#### Problem to solve:
Write only the number of lines in the data that contain the word "received".

[Records excerpted from a collection]
##############################

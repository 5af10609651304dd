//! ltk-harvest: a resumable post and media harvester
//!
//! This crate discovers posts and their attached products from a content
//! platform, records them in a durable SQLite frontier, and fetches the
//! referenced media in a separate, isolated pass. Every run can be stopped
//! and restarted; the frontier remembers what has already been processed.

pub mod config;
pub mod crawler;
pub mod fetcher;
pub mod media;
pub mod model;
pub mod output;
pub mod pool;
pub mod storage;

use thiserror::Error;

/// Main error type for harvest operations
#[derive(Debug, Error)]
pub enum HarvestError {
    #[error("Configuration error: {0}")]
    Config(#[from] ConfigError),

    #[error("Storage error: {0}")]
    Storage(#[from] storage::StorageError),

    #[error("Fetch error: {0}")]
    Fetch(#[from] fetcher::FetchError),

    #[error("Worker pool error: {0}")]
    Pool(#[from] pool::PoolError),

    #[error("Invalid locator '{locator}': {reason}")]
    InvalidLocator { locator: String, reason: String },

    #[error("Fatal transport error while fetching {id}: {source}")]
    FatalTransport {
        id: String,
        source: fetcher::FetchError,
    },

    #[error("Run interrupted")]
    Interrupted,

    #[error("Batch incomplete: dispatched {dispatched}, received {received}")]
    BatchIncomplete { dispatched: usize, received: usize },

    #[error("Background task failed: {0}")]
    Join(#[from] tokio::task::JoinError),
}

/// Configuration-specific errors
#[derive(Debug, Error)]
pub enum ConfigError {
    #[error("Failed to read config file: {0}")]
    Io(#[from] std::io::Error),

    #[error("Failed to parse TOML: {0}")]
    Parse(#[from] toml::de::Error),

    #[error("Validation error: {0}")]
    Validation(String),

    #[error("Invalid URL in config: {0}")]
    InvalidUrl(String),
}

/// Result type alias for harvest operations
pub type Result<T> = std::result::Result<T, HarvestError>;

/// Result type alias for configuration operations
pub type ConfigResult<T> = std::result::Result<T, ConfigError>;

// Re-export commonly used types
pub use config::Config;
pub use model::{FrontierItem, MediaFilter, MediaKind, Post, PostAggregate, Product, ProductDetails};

##############################

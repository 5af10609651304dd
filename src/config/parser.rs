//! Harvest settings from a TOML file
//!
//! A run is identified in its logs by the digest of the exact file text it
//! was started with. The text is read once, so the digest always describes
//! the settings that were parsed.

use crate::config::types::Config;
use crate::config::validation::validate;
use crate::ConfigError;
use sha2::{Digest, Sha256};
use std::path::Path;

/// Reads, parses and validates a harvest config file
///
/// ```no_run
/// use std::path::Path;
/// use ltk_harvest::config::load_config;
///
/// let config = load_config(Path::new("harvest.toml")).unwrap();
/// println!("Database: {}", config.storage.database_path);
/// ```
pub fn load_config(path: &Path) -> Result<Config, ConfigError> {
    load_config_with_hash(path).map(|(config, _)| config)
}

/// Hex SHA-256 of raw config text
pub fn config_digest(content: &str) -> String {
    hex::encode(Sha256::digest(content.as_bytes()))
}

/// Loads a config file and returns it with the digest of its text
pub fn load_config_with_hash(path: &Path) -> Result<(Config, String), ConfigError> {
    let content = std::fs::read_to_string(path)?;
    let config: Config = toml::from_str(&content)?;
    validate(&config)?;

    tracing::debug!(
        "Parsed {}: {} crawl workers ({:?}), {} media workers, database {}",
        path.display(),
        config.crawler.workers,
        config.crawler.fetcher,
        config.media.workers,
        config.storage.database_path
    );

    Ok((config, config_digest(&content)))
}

##############################

#### Answer section:
2